Ocupou as manchetes em 2017 quando, num evento organizado por uma loja maçônica, advertiu que se as instituições não "resolverem o problema político (...), nós [os militares] teremos que impor isso".
Três meses depois, em dezembro, afirmou que o impopular presidente Michel Temer tentava permanecer no cargo até o final de seu mandato por meio do clientelismo político.
A opinião fez com que ele perdesse seu novo cargo e em fevereiro deste ano, após 49 anos nas Forças Armadas, pediu para ir para a reserva.
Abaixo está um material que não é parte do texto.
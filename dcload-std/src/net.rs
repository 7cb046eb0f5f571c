//! `std::net` backend
//!
//! The operating system resolves link-layer addresses and delivers frames
//! on its own, so ARP is a formality and device polling does nothing.

use std::io::ErrorKind;
use std::net::{SocketAddr as StdSocketAddr, UdpSocket};

use dcload_hal::{ArpError, DatagramSocket, Ipv4Addr, MacAddr, NetError, NetStack, SocketAddr};
use log::{debug, trace};

/// UDP endpoint backed by a [`UdpSocket`]
///
/// Created unbound; the socket itself is opened by [`DatagramSocket::bind`].
#[derive(Debug)]
pub struct UdpEndpoint {
    local: Ipv4Addr,
    socket: Option<UdpSocket>,
}

impl UdpEndpoint {
    /// An unbound endpoint that will bind on `local`
    pub fn new(local: Ipv4Addr) -> Self {
        Self {
            local,
            socket: None,
        }
    }

    /// Local address, once bound
    pub fn local_addr(&self) -> Option<StdSocketAddr> {
        self.socket.as_ref()?.local_addr().ok()
    }

    fn socket(&self) -> Result<&UdpSocket, NetError> {
        self.socket.as_ref().ok_or(NetError::Closed)
    }
}

fn io_error(e: std::io::Error) -> NetError {
    trace!("socket error: {}", e);
    match e.kind() {
        ErrorKind::NotConnected | ErrorKind::ConnectionReset | ErrorKind::ConnectionAborted => {
            NetError::Closed
        }
        _ => NetError::Io,
    }
}

impl DatagramSocket for UdpEndpoint {
    fn bind(&mut self, port: u16) -> Result<(), NetError> {
        let socket = UdpSocket::bind((self.local, port)).map_err(|e| {
            debug!("bind {}:{} failed: {}", self.local, port, e);
            NetError::Bind
        })?;
        self.socket = Some(socket);
        Ok(())
    }

    fn connect(&mut self, remote: SocketAddr) -> Result<(), NetError> {
        self.socket()?
            .connect(remote)
            .map_err(|_| NetError::Connect)
    }

    fn send(&mut self, data: &[u8]) -> Result<usize, NetError> {
        self.socket()?.send(data).map_err(|e| {
            debug!("send failed: {}", e);
            NetError::Send
        })
    }

    fn recv_blocking(&mut self, buf: &mut [u8]) -> Result<usize, NetError> {
        let socket = self.socket()?;
        socket.set_nonblocking(false).map_err(io_error)?;
        socket.recv(buf).map_err(io_error)
    }

    fn try_recv(&mut self, buf: &mut [u8]) -> Result<Option<usize>, NetError> {
        let socket = self.socket()?;
        socket.set_nonblocking(true).map_err(io_error)?;
        match socket.recv(buf) {
            Ok(len) => Ok(Some(len)),
            Err(e) if e.kind() == ErrorKind::WouldBlock => Ok(None),
            Err(e) => Err(io_error(e)),
        }
    }

    fn poll_device(&mut self) {
        std::thread::yield_now();
    }

    fn close(&mut self) {
        self.socket = None;
    }
}

/// Network stack of the host operating system
#[derive(Debug, Clone)]
pub struct UdpNet {
    local: Ipv4Addr,
}

impl UdpNet {
    /// Bind client sockets on `local`
    pub fn new(local: Ipv4Addr) -> Self {
        Self { local }
    }
}

impl Default for UdpNet {
    fn default() -> Self {
        Self::new(Ipv4Addr::UNSPECIFIED)
    }
}

impl NetStack for UdpNet {
    type Socket = UdpEndpoint;

    fn has_default_interface(&self) -> bool {
        true
    }

    fn arp_lookup(&mut self, _ip: Ipv4Addr) -> Result<MacAddr, ArpError> {
        Ok([0; 6])
    }

    fn arp_insert_permanent(&mut self, ip: Ipv4Addr, _mac: MacAddr) {
        debug!("link-layer resolution of {} left to the OS", ip);
    }

    fn udp_socket(&mut self) -> Result<UdpEndpoint, NetError> {
        Ok(UdpEndpoint::new(self.local))
    }
}
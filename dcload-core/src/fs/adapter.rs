//! [`FileSystem`] over the host protocol
//!
//! Each operation takes the session lock, performs one or two RPC exchanges
//! and translates the host's result. Buffers are shown to the host through a
//! [`Window`] mapped at the configured base address, so the address the host
//! sees never refers to real client memory.

use dcload_hal::{ContextProbe, DatagramSocket, IrqSafeLock};
use dcload_protocol::command::{open_flags, HOST_STDOUT};
use dcload_protocol::{HostDirent, HostStat, Request, HOST_DIRENT_SIZE, HOST_STAT_SIZE};
use heapless::String;

use super::{
    host_len, DirEntry, FcntlCmd, FileSystem, FsError, Handle, HandleKind, OpenFlags, Stat,
    Whence, PATH_MAX,
};
use crate::memory::Window;
use crate::session::{DirPath, Exchange, Session};

/// `d_type` of a directory in a host directory entry
const DT_DIR: u8 = 4;

/// Translate framework open flags into host open bits
fn host_open_bits(flags: OpenFlags) -> u32 {
    let access = flags.access();
    let mut bits = if access & OpenFlags::RDWR.0 != 0 {
        open_flags::RDWR | open_flags::CREAT
    } else if access & OpenFlags::WRONLY.0 != 0 {
        open_flags::WRONLY | open_flags::CREAT
    } else {
        open_flags::RDONLY
    };

    if flags.contains(OpenFlags::APPEND) {
        bits |= open_flags::APPEND;
    }
    if flags.contains(OpenFlags::TRUNC) {
        bits |= open_flags::TRUNC;
    }
    bits
}

fn file_descriptor(handle: Handle) -> Result<u32, FsError> {
    match handle.kind() {
        Some(HandleKind::File(fd)) => Ok(fd),
        _ => Err(FsError::BadHandle),
    }
}

fn dir_handle(handle: Handle) -> Result<u32, FsError> {
    match handle.kind() {
        Some(HandleKind::Dir(dir)) => Ok(dir),
        _ => Err(FsError::BadHandle),
    }
}

/// Status of `path` as the host reports it
fn host_stat<S: DatagramSocket>(x: &mut Exchange<'_, S>, path: &str) -> Result<HostStat, FsError> {
    let mut record = [0u8; HOST_STAT_SIZE];
    let base = x.window_base();
    let rv = x.call(
        &Request::Stat {
            path,
            addr: base,
            size: HOST_STAT_SIZE as u32,
        },
        &mut Window::sink(base, &mut record),
    )?;
    if rv != 0 {
        return Err(FsError::Host(rv));
    }
    HostStat::from_bytes(&record).ok_or(FsError::Fault)
}

impl<S, L, P> Session<S, L, P>
where
    S: DatagramSocket,
    L: IrqSafeLock,
    P: ContextProbe,
{
    fn open_file(&mut self, path: &str, flags: OpenFlags) -> Result<Handle, FsError> {
        let request = Request::Open {
            path,
            flags: host_open_bits(flags),
            mode: self.config().create_mode,
        };

        self.exchange(|x| {
            let rv = x.call_plain(&request)?;
            let fd = u32::try_from(rv).map_err(|_| FsError::OpenFailed)?;
            match Handle::file(fd) {
                Some(handle) => Ok(handle),
                None => {
                    // Descriptor cannot be told apart from a directory handle
                    warn!("host descriptor {} out of range", fd);
                    x.call_plain(&Request::Close { fd })?;
                    Err(FsError::OpenFailed)
                }
            }
        })
    }

    fn open_dir(&mut self, path: &str) -> Result<Handle, FsError> {
        let path = if path.is_empty() { "/" } else { path };

        self.exchange(|x| {
            let rv = x.call_plain(&Request::OpenDir { path })?;
            if rv <= 0 {
                return Err(FsError::OpenFailed);
            }
            let dir = rv as u32;
            let Some(handle) = Handle::dir(dir) else {
                warn!("host directory handle {} out of range", dir);
                x.call_plain(&Request::CloseDir { dir })?;
                return Err(FsError::OpenFailed);
            };

            *x.dir_path = dir_context(path);
            Ok(handle)
        })
    }

    /// Write `buf` to a raw host descriptor
    pub(crate) fn write_descriptor(&mut self, fd: u32, buf: &[u8]) -> Result<usize, FsError> {
        self.exchange(|x| {
            let base = x.window_base();
            let rv = x.call(
                &Request::Write {
                    fd,
                    addr: base,
                    count: buf.len() as u32,
                },
                &mut Window::source(base, buf),
            )?;
            host_len(rv, buf.len())
        })
    }

    /// Write to the host tool's standard output
    pub(crate) fn write_stdout(&mut self, buf: &[u8]) -> Result<usize, FsError> {
        self.write_descriptor(HOST_STDOUT, buf)
    }
}

/// Remembered form of a directory path: always ends in `/`
///
/// Returns `None` if the path does not fit, in which case listing entries
/// are reported without their status.
fn dir_context(path: &str) -> Option<DirPath> {
    let mut out = DirPath::new();
    out.push_str(path).ok()?;
    if !out.ends_with('/') {
        out.push('/').ok()?;
    }
    Some(out)
}

impl<S, L, P> FileSystem for Session<S, L, P>
where
    S: DatagramSocket,
    L: IrqSafeLock,
    P: ContextProbe,
{
    fn open(&mut self, path: &str, flags: OpenFlags) -> Result<Handle, FsError> {
        if flags.contains(OpenFlags::DIR) {
            self.open_dir(path)
        } else {
            self.open_file(path, flags)
        }
    }

    fn close(&mut self, handle: Handle) -> Result<(), FsError> {
        let request = match handle.kind() {
            None => return Ok(()),
            Some(HandleKind::File(fd)) => Request::Close { fd },
            Some(HandleKind::Dir(dir)) => Request::CloseDir { dir },
        };

        let rv = self.exchange(|x| x.call_plain(&request))?;
        if rv < 0 {
            debug!("host reported {} closing {:?}", rv, handle);
        }
        Ok(())
    }

    fn read(&mut self, handle: Handle, buf: &mut [u8]) -> Result<usize, FsError> {
        let fd = file_descriptor(handle)?;

        self.exchange(|x| {
            let base = x.window_base();
            let rv = x.call(
                &Request::Read {
                    fd,
                    addr: base,
                    count: buf.len() as u32,
                },
                &mut Window::sink(base, buf),
            )?;
            host_len(rv, buf.len())
        })
    }

    fn write(&mut self, handle: Handle, buf: &[u8]) -> Result<usize, FsError> {
        let fd = file_descriptor(handle)?;
        self.write_descriptor(fd, buf)
    }

    fn seek(&mut self, handle: Handle, offset: i32, whence: Whence) -> Result<u32, FsError> {
        let fd = file_descriptor(handle)?;
        let request = Request::Lseek {
            fd,
            offset: offset as u32,
            whence: whence as u32,
        };

        let rv = self.exchange(|x| x.call_plain(&request))?;
        u32::try_from(rv).map_err(|_| FsError::Host(rv))
    }

    fn readdir(&mut self, handle: Handle) -> Result<Option<DirEntry>, FsError> {
        let dir = dir_handle(handle)?;

        self.exchange(|x| {
            let mut record = [0u8; HOST_DIRENT_SIZE];
            let base = x.window_base();
            let rv = x.call(
                &Request::ReadDir {
                    dir,
                    addr: base,
                    size: HOST_DIRENT_SIZE as u32,
                },
                &mut Window::sink(base, &mut record),
            )?;
            // Any nonzero result means an entry was written
            if rv == 0 {
                return Ok(None);
            }

            let dirent = HostDirent::from_bytes(&record).ok_or(FsError::Fault)?;
            let mut entry = DirEntry {
                name: dirent.name,
                size: DirEntry::UNKNOWN_SIZE,
                time: 0,
                is_dir: dirent.d_type == DT_DIR,
            };

            let mut full: String<{ PATH_MAX * 2 }> = String::new();
            let joined = match x.dir_path.as_ref() {
                Some(dir) => full.push_str(dir).and_then(|_| full.push_str(&entry.name)),
                None => Err(()),
            };
            if joined.is_err() {
                return Ok(Some(entry));
            }

            match host_stat(x, &full) {
                Ok(stat) => {
                    entry.is_dir = stat.is_dir();
                    entry.size = if entry.is_dir {
                        DirEntry::UNKNOWN_SIZE
                    } else {
                        stat.size
                    };
                    entry.time = stat.mtime;
                }
                Err(FsError::Transport) => return Err(FsError::Transport),
                Err(e) => trace!("no status for {}: {:?}", full.as_str(), e),
            }
            Ok(Some(entry))
        })
    }

    fn rename(&mut self, from: &str, to: &str) -> Result<(), FsError> {
        self.exchange(|x| {
            let rv = x.call_plain(&Request::Link { from, to })?;
            if rv != 0 {
                return Err(FsError::Host(rv));
            }
            let rv = x.call_plain(&Request::Unlink { path: from })?;
            if rv != 0 {
                return Err(FsError::Host(rv));
            }
            Ok(())
        })
    }

    fn unlink(&mut self, path: &str) -> Result<(), FsError> {
        let rv = self.exchange(|x| x.call_plain(&Request::Unlink { path }))?;
        if rv != 0 {
            return Err(FsError::Host(rv));
        }
        Ok(())
    }

    fn stat(&mut self, path: &str) -> Result<Stat, FsError> {
        let host = self.exchange(|x| host_stat(x, path))?;

        Ok(Stat {
            dev: self.device_id(),
            ino: host.ino.into(),
            mode: host.mode,
            nlink: host.nlink.into(),
            uid: host.uid.into(),
            gid: host.gid.into(),
            rdev: host.rdev.into(),
            size: host.size.into(),
            atime: host.atime.into(),
            mtime: host.mtime.into(),
            ctime: host.ctime.into(),
            blksize: host.blksize as u32,
            blocks: host.blocks as u32,
        })
    }

    fn fcntl(&mut self, _handle: Handle, cmd: FcntlCmd) -> Result<i32, FsError> {
        match cmd {
            FcntlCmd::GetFl => Ok(OpenFlags::RDWR.0 as i32),
            FcntlCmd::SetFl(_) | FcntlCmd::GetFd | FcntlCmd::SetFd(_) => Ok(0),
            FcntlCmd::Other(_) => Err(FsError::InvalidArgument),
        }
    }
}
#[cfg(test)]
pub(crate) mod tests {
    use std::vec::Vec;

    use super::*;
    use crate::mock::{MockNet, MockSocket, HOST_MAC};
    use dcload_hal::HostInfo;

    pub(crate) struct Loader(pub LoaderKind);

    pub(crate) const HOST: SocketAddr = SocketAddr::new(Ipv4Addr::new(192, 168, 1, 10), 31313);

    impl DebugLoader for Loader {
        fn kind(&self) -> LoaderKind {
            self.0
        }

        fn host_info(&mut self) -> HostInfo {
            HostInfo { addr: HOST }
        }
    }

    #[derive(Default)]
    pub(crate) struct Mounts {
        pub mounted: Vec<std::string::String>,
        pub refuse: bool,
    }

    impl VfsRegistry for Mounts {
        fn register(&mut self, name: &str, _version: u32) -> Result<(), RegistryError> {
            if self.refuse {
                return Err(RegistryError::Duplicate);
            }
            self.mounted.push(name.into());
            Ok(())
        }

        fn unregister(&mut self, name: &str) {
            self.mounted.retain(|m| m != name);
        }
    }

    #[derive(Default)]
    struct Consoles {
        active: bool,
        disabled: bool,
    }

    impl ConsoleRegistry for Consoles {
        fn is_active(&self, name: &str) -> bool {
            self.active && name == "fs_dclsocket"
        }

        fn disable(&mut self) {
            self.disabled = true;
        }
    }

    fn session() -> Session<MockSocket> {
        Session::new(ClientConfig::default(), SpinLock::new(), ExecContext::Thread)
    }

    #[test]
    fn test_connect_requires_console() {
        let mut session = session();
        let mut net = MockNet::with_socket(MockSocket::new());
        let result = session.connect(&mut net, &mut Loader(LoaderKind::Ip), &mut Mounts::default());
        assert_eq!(
            result,
            Err(SessionError::InvalidState(SessionState::Uninitialized))
        );
    }

    #[test]
    fn test_attach_requires_interface() {
        let mut session = session();
        let net = MockNet::default();
        assert_eq!(session.attach_console(&net), Err(SessionError::NoInterface));
        assert_eq!(session.state(), SessionState::Uninitialized);
    }

    #[test]
    fn test_connect_and_shutdown() {
        let mut session = session();
        let mut net = MockNet::with_socket(MockSocket::new());
        net.arp_pending = 3;
        let mut mounts = Mounts::default();

        session.attach_console(&net).unwrap();
        assert_eq!(session.state(), SessionState::ConsoleReady);

        session
            .connect(&mut net, &mut Loader(LoaderKind::Ip), &mut mounts)
            .unwrap();
        assert_eq!(session.state(), SessionState::Connected);
        assert_eq!(net.arp_lookups, 4);
        assert_eq!(net.permanent, [(*HOST.ip(), HOST_MAC)]);
        assert_eq!(mounts.mounted, ["/pc"]);

        let socket = session.link().unwrap().socket();
        assert_eq!(socket.bound, Some(31313));
        assert_eq!(socket.remote, Some(HOST));

        let mut consoles = Consoles {
            active: true,
            ..Default::default()
        };
        session.shutdown(&mut consoles, &mut mounts);
        assert_eq!(session.state(), SessionState::Uninitialized);
        assert!(consoles.disabled);
        assert!(mounts.mounted.is_empty());
        assert!(session.link().is_none());
        assert!(session.lock.lock(ExecContext::Thread).is_err());
    }

    #[test]
    fn test_exit_notification_contents() {
        let mut link = Link::new(MockSocket::new(), "x");
        link.notify(&Request::Exit).unwrap();
        let mut socket = link.into_socket();
        socket.close();
        assert_eq!(socket.sent_tags(), [*b"DC00"]);
        assert!(socket.closed);
    }

    #[test]
    fn test_wrong_loader_keeps_console() {
        let mut session = session();
        let mut net = MockNet::with_socket(MockSocket::new());
        session.attach_console(&net).unwrap();
        let result = session.connect(
            &mut net,
            &mut Loader(LoaderKind::Serial),
            &mut Mounts::default(),
        );
        assert_eq!(result, Err(SessionError::WrongLoader(LoaderKind::Serial)));
        assert_eq!(session.state(), SessionState::ConsoleReady);
    }

    #[test]
    fn test_bind_failure_resets() {
        let mut session = session();
        let mut socket = MockSocket::new();
        socket.fail_bind = true;
        let mut net = MockNet::with_socket(socket);
        session.attach_console(&net).unwrap();

        let result = session.connect(&mut net, &mut Loader(LoaderKind::Ip), &mut Mounts::default());
        assert_eq!(result, Err(SessionError::Net(NetError::Bind)));
        assert_eq!(session.state(), SessionState::Uninitialized);
        assert!(session.link().is_none());
    }

    #[test]
    fn test_connect_failure_resets() {
        let mut session = session();
        let mut socket = MockSocket::new();
        socket.fail_connect = true;
        let released = socket.released.clone();
        let mut net = MockNet::with_socket(socket);
        session.attach_console(&net).unwrap();

        let mut mounts = Mounts::default();
        let result = session.connect(&mut net, &mut Loader(LoaderKind::Ip), &mut mounts);
        assert_eq!(result, Err(SessionError::Net(NetError::Connect)));
        assert_eq!(session.state(), SessionState::Uninitialized);
        assert!(session.link().is_none());
        assert!(released.get());
        assert!(mounts.mounted.is_empty());
        assert!(session.lock.lock(ExecContext::Thread).is_err());
    }

    #[test]
    fn test_socket_failure_resets() {
        let mut session = session();
        let mut net = MockNet::default();
        net.interface = true;
        session.attach_console(&net).unwrap();

        let result = session.connect(&mut net, &mut Loader(LoaderKind::Ip), &mut Mounts::default());
        assert_eq!(result, Err(SessionError::Net(NetError::Socket)));
        assert_eq!(session.state(), SessionState::Uninitialized);
    }

    #[test]
    fn test_lock_init_failure_resets() {
        let mut session = session();
        session.lock.init().unwrap();
        let mut net = MockNet::with_socket(MockSocket::new());
        session.attach_console(&net).unwrap();

        let result = session.connect(&mut net, &mut Loader(LoaderKind::Ip), &mut Mounts::default());
        assert_eq!(result, Err(SessionError::Lock(LockError::Init)));
        assert_eq!(session.state(), SessionState::Uninitialized);
    }

    #[test]
    fn test_mount_failure_resets() {
        let mut session = session();
        let mut net = MockNet::with_socket(MockSocket::new());
        let mut mounts = Mounts {
            refuse: true,
            ..Default::default()
        };
        session.attach_console(&net).unwrap();

        let result = session.connect(&mut net, &mut Loader(LoaderKind::Ip), &mut mounts);
        assert_eq!(
            result,
            Err(SessionError::Registry(RegistryError::Duplicate))
        );
        assert_eq!(session.state(), SessionState::Uninitialized);
        // The lock was released again
        assert_eq!(session.lock.init(), Ok(()));
    }

    #[test]
    fn test_arp_failure_resets() {
        let mut session = session();
        let mut net = MockNet::with_socket(MockSocket::new());
        net.arp_fails = true;
        session.attach_console(&net).unwrap();

        let result = session.connect(&mut net, &mut Loader(LoaderKind::Ip), &mut Mounts::default());
        assert_eq!(result, Err(SessionError::ArpFailed));
        assert_eq!(session.state(), SessionState::Uninitialized);
    }

    #[test]
    fn test_shutdown_when_not_connected_is_noop() {
        let mut session = session();
        let mut mounts = Mounts::default();
        let mut consoles = Consoles {
            active: true,
            ..Default::default()
        };
        session.shutdown(&mut consoles, &mut mounts);
        assert!(!consoles.disabled);
        assert_eq!(session.state(), SessionState::Uninitialized);
    }

    #[test]
    fn test_device_ids_are_unique() {
        let a = session();
        let b = session();
        assert_ne!(a.device_id(), b.device_id());
    }
}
Em seu discurso de despedida, descreveu como "herói" o coronel Carlos Alberto Brilhante Ustra, ex-chefe do DOI-Codi, centro de detenção e tortura do regime militar.
Naquela época, já expressava apoio a Bolsonaro, embora tenha descartado a possibilidade de concorrer a qualquer cargo público. Mesmo assim, em maio, ingressou no Partido Renovador Trabalhista Brasileiro (PRTB).
O polêmico general foi apenas a terceira opção de Bolsonaro para companheiro de chapa, e a decisão foi anunciada em um breve comício em 5 de agosto.
Seu nome não proporcionava uma base eleitoral ou experiência política, mas pode servir de espantalho para quem quiser destituir Bolsonaro, já que seria seu vice-presidente quem o substituiria.
O vice "tem que ser alguém que não compense pedir um impeachment", explicou Eduardo Bolsonaro, um dos filhos do atual presidente eleito.
Um critério-chave em um país onde quase metade dos vice-presidentes da era republicana assumiu o poder por várias razões, incluindo o atual Temer, que assumiu a liderança do Estado após o impeachment de Dilma Rousseff em 2016.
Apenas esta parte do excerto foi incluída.